Buckley made an early public appearance as boss-to-be in New York, addressing Ritholtz Asset Management’s Nov. 2 Evidence-Based Investing Conference in remarks guided by firm head Barry Ritholtz, who manages about $600 million, including Vanguard exchange-traded funds.
Following are some highlights of Buckley’s comments.
On his way to the top: “I was fortunate to [head] information technology, retail, and investments. If you marry the three together, you can make better decisions. … I’ve been very lucky to work for all three of our previous CEOs. From Jack Bogle, I learned the founding investment principles. Jack Brennan, there’s no one better at driving people to achieve what they need to do. Bill McNabb, he’s a master of teams.”
What keeps him up nights? “Cybersecurity … I was driving my kids to soccer practice when they heard the announcement. My 9-year-old didn’t know what a CEO was. My 13-year-old said, ‘Dad, congratulations, that’s pretty awesome! But how do you sleep? You have $4.7 trillion. You’ve got millions of shareholders. What if Vanguard were hacked?’ And then he gets out of the car and leaves Dad alone. (Laughter.) It’s front of mind all the time.”
On “social” investing: “For how many of you here today is this front of mind? Just a smattering. … Traditionally, social investing has been exclusionary. No big oil. No munitions companies. You are taking the social morals of some and imposing it on the people. You can never get them to agree. … Should we be making a positive selection” of companies improving the environment?
On Vanguard ownership of more than 5 percent of U.S. stocks: “These companies realize we’re permanent shareholders. We’re going to be around even longer than management. … Once they realize we vote the shares, it’s surprising how many people find their way to Malvern to talk to us.”
“The Vanguard effect” on fees: Rival funds “won’t cut their fees all around. They only do it where they can compete with Vanguard.”
On his days as a young apprentice to founder Bogle: “You learned to work hard. You learned to do your math correctly. There was a lot of analysis. He’s quantitative. Very evidence-based. He is very purpose-driven, and it permeates throughout Vanguard.”
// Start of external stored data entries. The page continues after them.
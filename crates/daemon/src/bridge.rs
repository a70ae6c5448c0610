// SPDX-License-Identifier: BUSL-1.1
// Copyright (c) 2026 Alfred Jean LLC

//! Control-bridge stream: a `tmux -C` control-mode client whose
//! notifications supply pane output without polling.

use std::path::Path;

use bytes::Bytes;
use regex::Regex;
use tokio::io::{AsyncBufReadExt, BufReader};
use tokio::process::Command;
use tokio::sync::mpsc;
use tokio::task::JoinHandle;
use tokio_util::sync::CancellationToken;
use tracing::{debug, info};

use crate::snapshot::shell_quote;
use crate::target::{ssh_host, TargetKind};

/// A notification parsed from the control-mode stream.
#[derive(Debug, Clone, PartialEq, Eq)]
pub enum BridgeEvent {
    Output { pane_id: String, bytes: Bytes },
    LayoutChange { window_id: String },
    Exit,
}

/// Compiled matchers for control-mode notification lines.
pub struct ControlParser {
    output: Regex,
    layout: Regex,
}

impl ControlParser {
    pub fn new() -> anyhow::Result<Self> {
        Ok(Self {
            output: Regex::new(r"^%output (%\S+) (.*)$")?,
            layout: Regex::new(r"^%layout-change (@\S+)")?,
        })
    }

    /// Parse one control-mode line. Lines that are not output, layout, or
    /// exit notifications return `None` (command replies, other
    /// notifications).
    pub fn parse(&self, line: &str) -> Option<BridgeEvent> {
        if let Some(caps) = self.output.captures(line) {
            let pane_id = caps.get(1)?.as_str().to_owned();
            let bytes = decode_octal_escapes(caps.get(2)?.as_str());
            return Some(BridgeEvent::Output { pane_id, bytes });
        }
        if let Some(caps) = self.layout.captures(line) {
            let window_id = caps.get(1)?.as_str().to_owned();
            return Some(BridgeEvent::LayoutChange { window_id });
        }
        if line == "%exit" || line.starts_with("%exit ") {
            return Some(BridgeEvent::Exit);
        }
        None
    }
}

/// Decode tmux control-mode octal escapes (`\ooo`, `\\`) into raw bytes.
pub fn decode_octal_escapes(data: &str) -> Bytes {
    let src = data.as_bytes();
    let mut out = Vec::with_capacity(src.len());
    let mut i = 0;
    while i < src.len() {
        if src[i] == b'\\'
            && i + 4 <= src.len()
            && src[i + 1..i + 4].iter().all(|b| (b'0'..=b'7').contains(b))
        {
            let v = u32::from(src[i + 1] - b'0') * 64
                + u32::from(src[i + 2] - b'0') * 8
                + u32::from(src[i + 3] - b'0');
            out.push(v as u8);
            i += 4;
        } else if src[i] == b'\\' && i + 2 <= src.len() && src[i + 1] == b'\\' {
            out.push(b'\\');
            i += 2;
        } else {
            out.push(src[i]);
            i += 1;
        }
    }
    Bytes::from(out)
}

/// Build the control-mode attach command for a target.
pub fn control_command(
    kind: TargetKind,
    target: &str,
    tmux_socket: Option<&Path>,
    session: &str,
) -> Command {
    match kind {
        TargetKind::Local => {
            let mut cmd = Command::new("tmux");
            if let Some(socket) = tmux_socket {
                cmd.arg("-S").arg(socket);
            }
            cmd.args(["-C", "attach-session", "-t", session]);
            cmd
        }
        TargetKind::Ssh => {
            let host = ssh_host(target).unwrap_or(target);
            let mut remote = vec!["tmux".to_owned()];
            if let Some(socket) = tmux_socket {
                remote.push("-S".to_owned());
                remote.push(socket.display().to_string());
            }
            remote.extend(["-C", "attach-session", "-t", session].map(String::from));
            let remote = remote.iter().map(|a| shell_quote(a)).collect::<Vec<_>>().join(" ");
            let mut cmd = Command::new("ssh");
            cmd.arg(host).arg(remote);
            cmd
        }
    }
}

/// Spawn the bridge reader task.
///
/// Reads control-mode lines until the child exits or shutdown fires,
/// forwarding parsed events. A final [`BridgeEvent::Exit`] is always
/// sent so the session can mark panes for resync.
pub fn spawn_bridge(
    mut cmd: Command,
    tx: mpsc::Sender<BridgeEvent>,
    shutdown: CancellationToken,
) -> anyhow::Result<JoinHandle<()>> {
    let parser = ControlParser::new()?;

    cmd.stdin(std::process::Stdio::piped());
    cmd.stdout(std::process::Stdio::piped());
    cmd.stderr(std::process::Stdio::null());
    cmd.kill_on_drop(true);
    let mut child = cmd.spawn()?;

    let stdout = child
        .stdout
        .take()
        .ok_or_else(|| anyhow::anyhow!("bridge child has no stdout"))?;

    let handle = tokio::spawn(async move {
        let mut lines = BufReader::new(stdout).lines();
        info!("bridge stream attached");
        loop {
            let line = tokio::select! {
                _ = shutdown.cancelled() => break,
                l = lines.next_line() => l,
            };
            match line {
                Ok(Some(line)) => {
                    if let Some(event) = parser.parse(&line) {
                        let exit = event == BridgeEvent::Exit;
                        if tx.send(event).await.is_err() || exit {
                            break;
                        }
                    }
                }
                Ok(None) => break,
                Err(e) => {
                    debug!(err = %e, "bridge stream read error");
                    break;
                }
            }
        }
        let _ = child.start_kill();
        let _ = tx.send(BridgeEvent::Exit).await;
        info!("bridge stream closed");
    });
    Ok(handle)
}

#[cfg(test)]
#[path = "bridge_tests.rs"]
mod tests;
On taking the top job in a bull market: “What’s the alternative? To step into a mess? Vanguard is in an incredible position. But if this is a 50-rung ladder, we’re only on rung No. 3. We have had great impact with indexed and exchange-traded funds, with low-cost index funds. We are not done. We are looking to lower the cost and complexity for investors. There’s a lot we can do for advisers, product or tools. There’s a lot we can do overseas. There’s a lot we can do indirectly.”
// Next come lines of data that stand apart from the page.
// SPDX-License-Identifier: BUSL-1.1
// Copyright (c) 2026 Alfred Jean LLC

//! Per-pane capture state: sequence numbers, background coalescing, and
//! failure backoff. All mutation happens on the owning session task.

use std::time::{Duration, Instant};

use base64::engine::general_purpose::STANDARD as BASE64;
use base64::Engine;
use bytes::Bytes;
use indexmap::IndexMap;
use serde::{Deserialize, Serialize};

use crate::resync::ResyncReason;
use crate::target::{PaneKey, PaneRef, TargetKind};

/// How recently the bridge must have streamed for a pane to count as
/// bridge-active.
pub const BRIDGE_ACTIVE_WINDOW: Duration = Duration::from_secs(2);

/// Which capture source produced an output payload.
#[derive(Debug, Clone, Copy, PartialEq, Eq, Serialize, Deserialize)]
#[serde(rename_all = "snake_case")]
pub enum OutputSource {
    Bridge,
    PaneTap,
    Snapshot,
}

impl OutputSource {
    pub fn as_str(&self) -> &'static str {
        match self {
            Self::Bridge => "bridge",
            Self::PaneTap => "pane_tap",
            Self::Snapshot => "snapshot",
        }
    }
}

/// Capture tuning knobs. Defaults match the daemon's shipped behavior;
/// every field is overridable from [`crate::config::Config`].
#[derive(Debug, Clone)]
pub struct CaptureConfig {
    pub background_interval_local: Duration,
    pub background_interval_ssh: Duration,
    pub pending_drop_watermark: u32,
    pub flush_interval: Duration,
    pub failure_base: Duration,
    pub failure_max: Duration,
    pub failure_throttle_window: Duration,
    /// Skip snapshot captures entirely; output comes from tap + bridge.
    pub stream_only: bool,
}

impl Default for CaptureConfig {
    fn default() -> Self {
        Self {
            background_interval_local: Duration::from_millis(250),
            background_interval_ssh: Duration::from_secs(1),
            pending_drop_watermark: 4,
            flush_interval: Duration::from_millis(400),
            failure_base: Duration::from_millis(250),
            failure_max: Duration::from_secs(10),
            failure_throttle_window: Duration::from_secs(1),
            stream_only: false,
        }
    }
}

/// Current epoch milliseconds.
pub fn epoch_ms() -> u64 {
    std::time::SystemTime::now()
        .duration_since(std::time::UNIX_EPOCH)
        .unwrap_or_default()
        .as_millis() as u64
}

/// One observation of pane output, before sequencing.
#[derive(Debug, Clone)]
pub struct ObservedOutput {
    pub bytes: Bytes,
    pub display: Option<String>,
    pub source: OutputSource,
    pub cursor: Option<(u16, u16)>,
    pub geometry: Option<(u16, u16)>,
    /// Observation time, epoch ms.
    pub at: u64,
}

/// An emitted capture result. Internal representation is raw bytes;
/// [`OutputFrame`] is the wire form.
#[derive(Debug, Clone, PartialEq, Eq)]
pub struct OutputPayload {
    pub output_seq: u64,
    pub bytes: Bytes,
    pub source: OutputSource,
    pub coalesced: bool,
    pub coalesced_from_seq: Option<u64>,
    pub dropped_chunks: u32,
    pub cursor_x: Option<u16>,
    pub cursor_y: Option<u16>,
    pub pane_cols: Option<u16>,
    pub pane_rows: Option<u16>,
    pub at: u64,
}

/// Wire form of [`OutputPayload`] with base64-encoded bytes.
#[derive(Debug, Clone, Serialize, Deserialize)]
pub struct OutputFrame {
    pub output_seq: u64,
    pub bytes_base64: String,
    pub source: OutputSource,
    pub coalesced: bool,
    #[serde(default, skip_serializing_if = "Option::is_none")]
    pub coalesced_from_seq: Option<u64>,
    pub dropped_chunks: u32,
    #[serde(default, skip_serializing_if = "Option::is_none")]
    pub cursor_x: Option<u16>,
    #[serde(default, skip_serializing_if = "Option::is_none")]
    pub cursor_y: Option<u16>,
    #[serde(default, skip_serializing_if = "Option::is_none")]
    pub pane_cols: Option<u16>,
    #[serde(default, skip_serializing_if = "Option::is_none")]
    pub pane_rows: Option<u16>,
    pub at: u64,
}

impl From<&OutputPayload> for OutputFrame {
    fn from(p: &OutputPayload) -> Self {
        Self {
            output_seq: p.output_seq,
            bytes_base64: BASE64.encode(&p.bytes),
            source: p.source,
            coalesced: p.coalesced,
            coalesced_from_seq: p.coalesced_from_seq,
            dropped_chunks: p.dropped_chunks,
            cursor_x: p.cursor_x,
            cursor_y: p.cursor_y,
            pane_cols: p.pane_cols,
            pane_rows: p.pane_rows,
            at: p.at,
        }
    }
}

/// Latest-wins accumulator for background observations.
#[derive(Debug, Clone)]
struct PendingOutput {
    latest_seq: u64,
    /// Seq of the first observation merged into the pending base.
    coalesce_from: Option<u64>,
    merges: u32,
    dropped: u32,
    bytes: Bytes,
    display: Option<String>,
    source: OutputSource,
    cursor: Option<(u16, u16)>,
    geometry: Option<(u16, u16)>,
    first_observed_at: Instant,
    at: u64,
}

impl PendingOutput {
    fn new(seq: u64, obs: &ObservedOutput, now: Instant) -> Self {
        Self {
            latest_seq: seq,
            coalesce_from: None,
            merges: 0,
            dropped: 0,
            bytes: obs.bytes.clone(),
            display: obs.display.clone(),
            source: obs.source,
            cursor: obs.cursor,
            geometry: obs.geometry,
            first_observed_at: now,
            at: obs.at,
        }
    }

    fn into_payload(self) -> OutputPayload {
        OutputPayload {
            output_seq: self.latest_seq,
            bytes: self.bytes,
            source: self.source,
            coalesced: self.merges >= 1,
            coalesced_from_seq: self.coalesce_from,
            dropped_chunks: self.dropped,
            cursor_x: self.cursor.map(|(x, _)| x),
            cursor_y: self.cursor.map(|(_, y)| y),
            pane_cols: self.geometry.map(|(c, _)| c),
            pane_rows: self.geometry.map(|(_, r)| r),
            at: self.at,
        }
    }
}

/// Live per-pane state owned by a session's scheduler task.
#[derive(Debug)]
pub struct AttachedPane {
    pub pane: PaneRef,
    pub alias: Option<String>,
    pub last_content: Option<Bytes>,
    pub last_output_at: Option<u64>,
    pub last_capture_at: Option<Instant>,
    pub next_capture_at: Option<Instant>,
    pub capture_failures: u32,
    pub last_bridge_at: Option<Instant>,
    /// Next sequence number to assign.
    pub output_seq: u64,
    pub last_pane_cols: Option<u16>,
    pub last_pane_rows: Option<u16>,
    pub force_resync: Option<ResyncReason>,
    pending: Option<PendingOutput>,
    last_failure_logged_at: Option<Instant>,
}

impl AttachedPane {
    fn new(pane: PaneRef, alias: Option<String>) -> Self {
        Self {
            pane,
            alias,
            last_content: None,
            last_output_at: None,
            last_capture_at: None,
            next_capture_at: None,
            capture_failures: 0,
            last_bridge_at: None,
            output_seq: 0,
            last_pane_cols: None,
            last_pane_rows: None,
            force_resync: None,
            pending: None,
            last_failure_logged_at: None,
        }
    }

    pub fn bridge_active(&self, now: Instant) -> bool {
        self.last_bridge_at.is_some_and(|t| now.duration_since(t) < BRIDGE_ACTIVE_WINDOW)
    }

    pub fn has_pending(&self) -> bool {
        self.pending.is_some()
    }

    fn reset_failure_backoff(&mut self) {
        self.capture_failures = 0;
        self.next_capture_at = None;
        self.last_failure_logged_at = None;
    }
}

/// The per-session pane map plus capture policy.
///
/// Exclusively owned by one scheduler task; readers elsewhere receive
/// immutable snapshots.
#[derive(Debug)]
pub struct PaneTracker {
    config: CaptureConfig,
    panes: IndexMap<PaneKey, AttachedPane>,
}

impl PaneTracker {
    pub fn new(config: CaptureConfig) -> Self {
        Self { config, panes: IndexMap::new() }
    }

    pub fn config(&self) -> &CaptureConfig {
        &self.config
    }

    /// Attach a pane. Re-attaching an already-tracked pane is a no-op.
    pub fn attach(&mut self, pane: PaneRef, alias: Option<String>) -> PaneKey {
        let key = pane.canonical_key();
        self.panes.entry(key.clone()).or_insert_with(|| AttachedPane::new(pane, alias));
        key
    }

    pub fn detach(&mut self, key: &PaneKey) -> Option<AttachedPane> {
        self.panes.shift_remove(key)
    }

    pub fn get(&self, key: &PaneKey) -> Option<&AttachedPane> {
        self.panes.get(key)
    }

    pub fn get_mut(&mut self, key: &PaneKey) -> Option<&mut AttachedPane> {
        self.panes.get_mut(key)
    }

    pub fn keys(&self) -> Vec<PaneKey> {
        self.panes.keys().cloned().collect()
    }

    pub fn len(&self) -> usize {
        self.panes.len()
    }

    pub fn is_empty(&self) -> bool {
        self.panes.is_empty()
    }

    pub fn iter(&self) -> impl Iterator<Item = (&PaneKey, &AttachedPane)> {
        self.panes.iter()
    }

    /// Mark that the bridge streamed for this pane.
    pub fn mark_bridge_output(&mut self, key: &PaneKey, now: Instant) {
        if let Some(pane) = self.panes.get_mut(key) {
            pane.last_bridge_at = Some(now);
        }
    }

    /// Record the start of a snapshot capture attempt.
    pub fn note_capture_attempt(&mut self, key: &PaneKey, now: Instant) {
        if let Some(pane) = self.panes.get_mut(key) {
            pane.last_capture_at = Some(now);
        }
    }

    /// Decide whether to perform a snapshot capture for this pane on this
    /// tick.
    ///
    /// Policy order: failure backoff wins over everything; stream-only
    /// mode disables snapshots; a foreground pane with an active bridge
    /// needs no snapshots; background panes capture on the per-target
    /// interval.
    pub fn should_capture_output(
        &self,
        key: &PaneKey,
        kind: TargetKind,
        foreground: bool,
        now: Instant,
    ) -> bool {
        let Some(pane) = self.panes.get(key) else { return false };

        if let Some(next) = pane.next_capture_at {
            if now < next {
                return false;
            }
        }
        if self.config.stream_only {
            return false;
        }
        if pane.force_resync.is_some() {
            return true;
        }
        if foreground {
            return !pane.bridge_active(now);
        }
        let interval = match kind {
            TargetKind::Local => self.config.background_interval_local,
            TargetKind::Ssh => self.config.background_interval_ssh,
        };
        match pane.last_capture_at {
            Some(last) => now.duration_since(last) >= interval,
            None => true,
        }
    }

    /// Record observed output for a pane.
    ///
    /// Foreground observations emit immediately. Background observations
    /// merge latest-wins into the pending payload; the first merge is
    /// free, each later merge counts one dropped chunk, and reaching the
    /// watermark forces an emission that also counts the superseded
    /// pending payload as dropped.
    pub fn record_observed_output(
        &mut self,
        key: &PaneKey,
        obs: ObservedOutput,
        foreground: bool,
        now: Instant,
    ) -> Option<OutputPayload> {
        let watermark = self.config.pending_drop_watermark;
        let pane = self.panes.get_mut(key)?;

        let seq = pane.output_seq;
        pane.output_seq += 1;
        pane.last_content = Some(obs.bytes.clone());
        pane.last_output_at = Some(obs.at);
        pane.reset_failure_backoff();

        if foreground {
            return Some(OutputPayload {
                output_seq: seq,
                bytes: obs.bytes,
                source: obs.source,
                coalesced: false,
                coalesced_from_seq: None,
                dropped_chunks: 0,
                cursor_x: obs.cursor.map(|(x, _)| x),
                cursor_y: obs.cursor.map(|(_, y)| y),
                pane_cols: obs.geometry.map(|(c, _)| c),
                pane_rows: obs.geometry.map(|(_, r)| r),
                at: obs.at,
            });
        }

        if pane.pending.is_none() {
            pane.pending = Some(PendingOutput::new(seq, &obs, now));
            return None;
        }

        let reached_watermark = match pane.pending.as_mut() {
            Some(p) => {
                p.latest_seq = seq;
                if p.coalesce_from.is_none() {
                    p.coalesce_from = Some(seq);
                } else {
                    p.dropped += 1;
                }
                p.merges += 1;
                p.bytes = obs.bytes;
                p.source = obs.source;
                p.at = obs.at;
                if obs.display.is_some() {
                    p.display = obs.display;
                }
                if obs.cursor.is_some() {
                    p.cursor = obs.cursor;
                }
                if obs.geometry.is_some() {
                    p.geometry = obs.geometry;
                }
                p.merges >= watermark
            }
            None => false,
        };

        if reached_watermark {
            // The forced emission supersedes the accumulating payload.
            if let Some(p) = pane.pending.as_mut() {
                p.dropped += 1;
            }
            return pane.pending.take().map(PendingOutput::into_payload);
        }
        None
    }

    /// Emit the pending payload if it has aged past the flush interval,
    /// or unconditionally when `force` is set.
    pub fn flush_pending_if_ready(
        &mut self,
        key: &PaneKey,
        now: Instant,
        force: bool,
    ) -> Option<OutputPayload> {
        let pane = self.panes.get_mut(key)?;
        let ready = pane.pending.as_ref().is_some_and(|p| {
            force || now.duration_since(p.first_observed_at) >= self.config.flush_interval
        });
        if !ready {
            return None;
        }
        pane.pending.take().map(PendingOutput::into_payload)
    }

    /// Record a capture failure, scheduling exponential backoff.
    ///
    /// Returns true when the failure should be logged: the first failure
    /// per pane, and at most one per throttle window afterwards.
    pub fn record_capture_failure(&mut self, key: &PaneKey, now: Instant) -> bool {
        let Some(pane) = self.panes.get_mut(key) else { return false };

        pane.capture_failures += 1;
        let exp = pane.capture_failures.saturating_sub(1).min(16);
        let delay = self
            .config
            .failure_base
            .checked_mul(1u32 << exp)
            .unwrap_or(self.config.failure_max)
            .min(self.config.failure_max);
        pane.next_capture_at = Some(now + delay);

        match pane.last_failure_logged_at {
            Some(t) if now.duration_since(t) < self.config.failure_throttle_window => false,
            _ => {
                pane.last_failure_logged_at = Some(now);
                true
            }
        }
    }
}

#[cfg(test)]
#[path = "capture_tests.rs"]
mod tests;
Will Vanguard sell more than funds? “We don’t really have the hubris to think we can be great in the insurance market. We don’t know that market. Banking? A lot of people fled banking. I will never say never, but it would be hubris to think we could move into those markets.”
On running Vanguard, which is owned by its funds: “You have to be willing not to be a billionaire.”
Will growth force change? “As soon as Vanguard isn’t mutual, you’d have to have outside shareholders. … You’d have to have a [profit] margin, instead of zero. It would undermine the strategic purpose of Vanguard. If we demutualize, you can kill the company. It’s not going to happen.”